Why is swimming a problem?
The swim always generates more comments than any other part of a triathlon – whether it’s the water being cold, dark, too crowded, too choppy or being kicked, the list is endless.
Many triathletes don’t have a swimming background, so lack the technique and confidence that years of club swimming from an early age brings to others. However, as well as gaining more experience and time in the water, I’ve found that with an understanding of both the technique and training methods, most triathletes can effectively improve their swim times and enjoy the experience.
Triathletes are a very competitive breed, in general life as well as in triathlons, and often seek out information to help improve themselves. Unfortunately, much of this information is contradictory and can often do more harm than good.
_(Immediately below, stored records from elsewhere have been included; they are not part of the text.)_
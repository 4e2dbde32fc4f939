use crate::access_log::{CacheStatus, LogRecord};
use crate::metrics::percentile::{self, P95, P99};
use crate::metrics::snapshot::MetricsSnapshot;

/// Aggregate of one analysis run.
///
/// Counters only ever grow. Every latency observation is kept so the
/// rank-index percentiles can be computed exactly; memory is linear in the
/// number of records with a parsed latency.
#[derive(Debug, Clone, Default, PartialEq)]
pub struct CacheMetrics {
    pub total_requests: u64,
    pub cache_hits: u64,
    pub cache_misses: u64,
    pub cache_bypass: u64,
    pub cache_stale: u64,
    pub cache_updating: u64,
    pub cache_revalidated: u64,

    pub error_4xx: u64,
    pub error_5xx: u64,

    pub total_bytes: u64,
    latencies: Vec<f64>,
}

impl CacheMetrics {
    pub fn new() -> Self {
        Self::default()
    }

    /// Fold one parsed record into the aggregate.
    pub fn record(&mut self, record: &LogRecord) {
        self.total_requests += 1;

        match record.cache_status {
            CacheStatus::Hit => self.cache_hits += 1,
            CacheStatus::Miss => self.cache_misses += 1,
            CacheStatus::Bypass => self.cache_bypass += 1,
            CacheStatus::Stale => self.cache_stale += 1,
            CacheStatus::Updating => self.cache_updating += 1,
            CacheStatus::Revalidated => self.cache_revalidated += 1,
            CacheStatus::Unknown => {}
        }

        match record.status {
            500..=599 => self.error_5xx += 1,
            400..=499 => self.error_4xx += 1,
            _ => {}
        }

        self.total_bytes = self.total_bytes.saturating_add(record.bytes);

        if let Some(latency) = record.latency {
            self.latencies.push(latency);
        }
    }

    /// Number of latency observations collected so far.
    pub fn latency_count(&self) -> usize {
        self.latencies.len()
    }

    /// `hits / (hits + misses)`. Bypass, stale, updating and revalidated
    /// responses are outside both sides of the ratio.
    pub fn hit_ratio(&self) -> f64 {
        let total = self.cache_hits + self.cache_misses;
        if total == 0 {
            return 0.0;
        }
        self.cache_hits as f64 / total as f64
    }

    pub fn error_rate(&self) -> f64 {
        if self.total_requests == 0 {
            return 0.0;
        }
        (self.error_4xx + self.error_5xx) as f64 / self.total_requests as f64
    }

    pub fn p50_latency(&self) -> f64 {
        percentile::median(&percentile::sorted(&self.latencies))
    }

    pub fn p95_latency(&self) -> f64 {
        percentile::rank_index(&percentile::sorted(&self.latencies), P95)
    }

    pub fn p99_latency(&self) -> f64 {
        percentile::rank_index(&percentile::sorted(&self.latencies), P99)
    }

    /// Export counters and derived values. Latencies appear as a count only.
    pub fn snapshot(&self) -> MetricsSnapshot {
        let sorted = percentile::sorted(&self.latencies);

        MetricsSnapshot {
            total_requests: self.total_requests,
            cache_hits: self.cache_hits,
            cache_misses: self.cache_misses,
            cache_bypass: self.cache_bypass,
            cache_stale: self.cache_stale,
            cache_updating: self.cache_updating,
            cache_revalidated: self.cache_revalidated,
            error_4xx: self.error_4xx,
            error_5xx: self.error_5xx,
            total_bytes: self.total_bytes,
            latencies: sorted.len() as u64,
            hit_ratio: self.hit_ratio(),
            error_rate: self.error_rate(),
            p50_latency: percentile::median(&sorted),
            p95_latency: percentile::rank_index(&sorted, P95),
            p99_latency: percentile::rank_index(&sorted, P99),
        }
    }
}
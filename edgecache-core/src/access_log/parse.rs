use crate::access_log::types::{CacheStatus, LogRecord};
use once_cell::sync::Lazy;
use regex::{Captures, Regex};

// $remote_addr - [$time_local] "$request" $status $body_bytes_sent $request_time "$upstream_cache_status"
static LOG_PATTERN: Lazy<Regex> = Lazy::new(|| {
    Regex::new(concat!(
        r#"^(?P<ip>[0-9.]+) - \[(?P<time>[^\]]+)\] "#,
        r#""(?P<method>\w+) (?P<path>\S+) (?P<protocol>[^"\s]+)" "#,
        r#"(?P<status>[0-9]+) (?P<bytes>[0-9]+) (?P<latency>\S+) "#,
        r#""(?P<cache_status>[^"]*)""#,
    ))
    .expect("access log pattern must compile")
});

/// Parse one access-log line.
///
/// Returns `None` for anything that is not a request line: blank lines,
/// rotation banners, truncated writes. A record is only produced when the
/// whole grammar matches, so callers never see a partially filled one.
///
/// The latency field is the one exception to strict matching: any token is
/// accepted there, but only a plain run of digits and dots that parses to a
/// finite number becomes an observation. Signs, exponents and anything else
/// yield a record with `latency: None`.
pub fn parse_line(line: &str) -> Option<LogRecord> {
    let caps = LOG_PATTERN.captures(line.trim())?;

    // Digit runs too long even for u64 are treated like a non-match.
    let status = field(&caps, "status").parse::<u64>().ok()?;
    let bytes = field(&caps, "bytes").parse::<u64>().ok()?;

    Some(LogRecord {
        client_addr: field(&caps, "ip").to_string(),
        time: field(&caps, "time").to_string(),
        method: field(&caps, "method").to_string(),
        path: field(&caps, "path").to_string(),
        protocol: field(&caps, "protocol").to_string(),
        status,
        bytes,
        latency: parse_latency(field(&caps, "latency")),
        cache_status: CacheStatus::from_tag(field(&caps, "cache_status")),
    })
}

fn field<'h>(caps: &Captures<'h>, name: &str) -> &'h str {
    caps.name(name).map_or("", |m| m.as_str())
}

fn parse_latency(raw: &str) -> Option<f64> {
    if !raw.bytes().all(|b| b.is_ascii_digit() || b == b'.') {
        return None;
    }
    raw.parse::<f64>().ok().filter(|v| v.is_finite())
}
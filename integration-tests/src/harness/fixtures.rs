use anyhow::Context;
use edgecache_core::conf::{AnalyzerConfig, load_config};
use std::fs;
use std::path::PathBuf;

pub fn fixture_path(file: &str) -> PathBuf {
    PathBuf::from(env!("CARGO_MANIFEST_DIR"))
        .join("fixtures")
        .join(file)
}

pub fn read_fixture(file: &str) -> anyhow::Result<String> {
    let path = fixture_path(file);
    fs::read_to_string(&path).with_context(|| format!("failed to read fixture {}", path.display()))
}

pub fn load_fixture_config(file: &str) -> anyhow::Result<AnalyzerConfig> {
    let path = fixture_path(file);
    load_config(&path).with_context(|| format!("failed to load config {}", path.display()))
}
Triathlon is a sport - not a swim, bike and run!
In triathlon races today, it’s almost impossible to win a race just by being a good swimmer, but races can often be lost by having a poor swim. It's essential for a triathlete to understand that swimming in a triathlon and therefore swim training, is NOT the same as a swimmer would do.
A swimmer's race is, in triathlon terms, very short. Consequently, their training and swim technique is different. Also, the swimmers themselves are very likely to be in a different age group; i.e. much younger, or have been swimming since being young, and consequently have a much better range of movement.
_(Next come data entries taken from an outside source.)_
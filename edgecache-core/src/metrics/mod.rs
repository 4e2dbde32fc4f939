//! Cache metrics aggregation
//!
//! The data flow for one analysis run is:
//!
//! ```text
//! &str -> parse_line -> LogRecord -> CacheMetrics::record
//!      -> CacheMetrics -> MetricsSnapshot -> render_summary / evaluate_alerts
//! ```

mod alerts;
mod analyzer;
mod cache_metrics;
pub mod percentile;
mod snapshot;
mod summary;
#[cfg(test)]
mod tests;

pub use alerts::{Alert, evaluate_alerts};
pub use analyzer::MetricsAnalyzer;
pub use cache_metrics::CacheMetrics;
pub use snapshot::MetricsSnapshot;
pub use summary::render_summary;
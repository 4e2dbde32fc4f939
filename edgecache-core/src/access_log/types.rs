use chrono::{DateTime, FixedOffset};
use std::fmt;

/// Time layout of the proxy's `$time_local` field, e.g. `27/Oct/2025:10:00:00 +0000`.
pub const TIME_LOCAL_FORMAT: &str = "%d/%b/%Y:%H:%M:%S %z";

/// Value of `$upstream_cache_status` as written by the proxy.
#[derive(Debug, Clone, Copy, PartialEq, Eq, Hash)]
pub enum CacheStatus {
    Hit,
    Miss,
    Bypass,
    Stale,
    Updating,
    Revalidated,
    /// Empty tag or anything outside the known vocabulary.
    Unknown,
}

impl CacheStatus {
    /// Tags are matched after trimming and are case-sensitive.
    pub fn from_tag(tag: &str) -> Self {
        match tag.trim() {
            "HIT" => Self::Hit,
            "MISS" => Self::Miss,
            "BYPASS" => Self::Bypass,
            "STALE" => Self::Stale,
            "UPDATING" => Self::Updating,
            "REVALIDATED" => Self::Revalidated,
            _ => Self::Unknown,
        }
    }

    pub fn as_str(&self) -> &'static str {
        match self {
            Self::Hit => "HIT",
            Self::Miss => "MISS",
            Self::Bypass => "BYPASS",
            Self::Stale => "STALE",
            Self::Updating => "UPDATING",
            Self::Revalidated => "REVALIDATED",
            Self::Unknown => "",
        }
    }
}

impl fmt::Display for CacheStatus {
    fn fmt(&self, f: &mut fmt::Formatter<'_>) -> fmt::Result {
        f.write_str(self.as_str())
    }
}

/// One access-log line that matched the record grammar.
#[derive(Debug, Clone, PartialEq)]
pub struct LogRecord {
    pub client_addr: String,
    /// Raw `[time]` field, see [`LogRecord::timestamp`].
    pub time: String,
    pub method: String,
    pub path: String,
    pub protocol: String,
    pub status: u64,
    pub bytes: u64,
    /// Request time in seconds. `None` when the field is not a finite number.
    pub latency: Option<f64>,
    pub cache_status: CacheStatus,
}

impl LogRecord {
    pub fn timestamp(&self) -> Option<DateTime<FixedOffset>> {
        DateTime::parse_from_str(&self.time, TIME_LOCAL_FORMAT).ok()
    }

    pub fn is_client_error(&self) -> bool {
        (400..=499).contains(&self.status)
    }

    pub fn is_server_error(&self) -> bool {
        (500..=599).contains(&self.status)
    }
}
Being aware of the appropriate triathlon swim technique gives the triathlete the confidence to know what to do and how to implement it in the water, especially when supported by hands-on coaching.
Focus on what's important
Firstly, I always aim to discourage a triathlete from trying to emulate a video of a good swimmer – Sun Yang, Michael Phelps, etc. The way they swim is probably going to be impossible to follow! Triathletes (and many coaches) need to be aware that what they see a swimmer doing above the water is immaterial; it is what happens under the water that is important as this is the only part that is propelling the swimmer.
It then becomes more comfortable for the triathlete to focus on what is important and it becomes accepted that the older triathlete needs to adopt a technique that works with their (probably) limited flexibility, even though strength may not be a problem.
To develop a more rhythmical and efficient stroke, breathing, streamlining and propulsion are the primary areas of focus.
- developing a good swim stroke requires good mental focus (with little physical effort), and this is much easier to apply when relaxed and comfortable. If breathing is not relaxed, then swimming becomes difficult.
- being streamlined (also often referred to as alignment) is essential to maximise propulsion. The more streamlined the body, the less frontal contact with the water and so the faster the body can be propelled.
- for many triathletes, the focus in effort needs to switch from the front (where propulsion is minimal) to the rear. Propulsion can only be optimised when there is minimal drag, and so requires proper streamlining and when all the energy in the propulsive stroke is directed in a straight line backwards.
By understanding how to swim effectively, a triathlete can often make dramatic changes to their performance. It’s essential to realise that swimming for triathlon has to be approached differently to that for purely competitive swimming and the importance of having a coach who understands the needs of a triathlete can't be underestimated.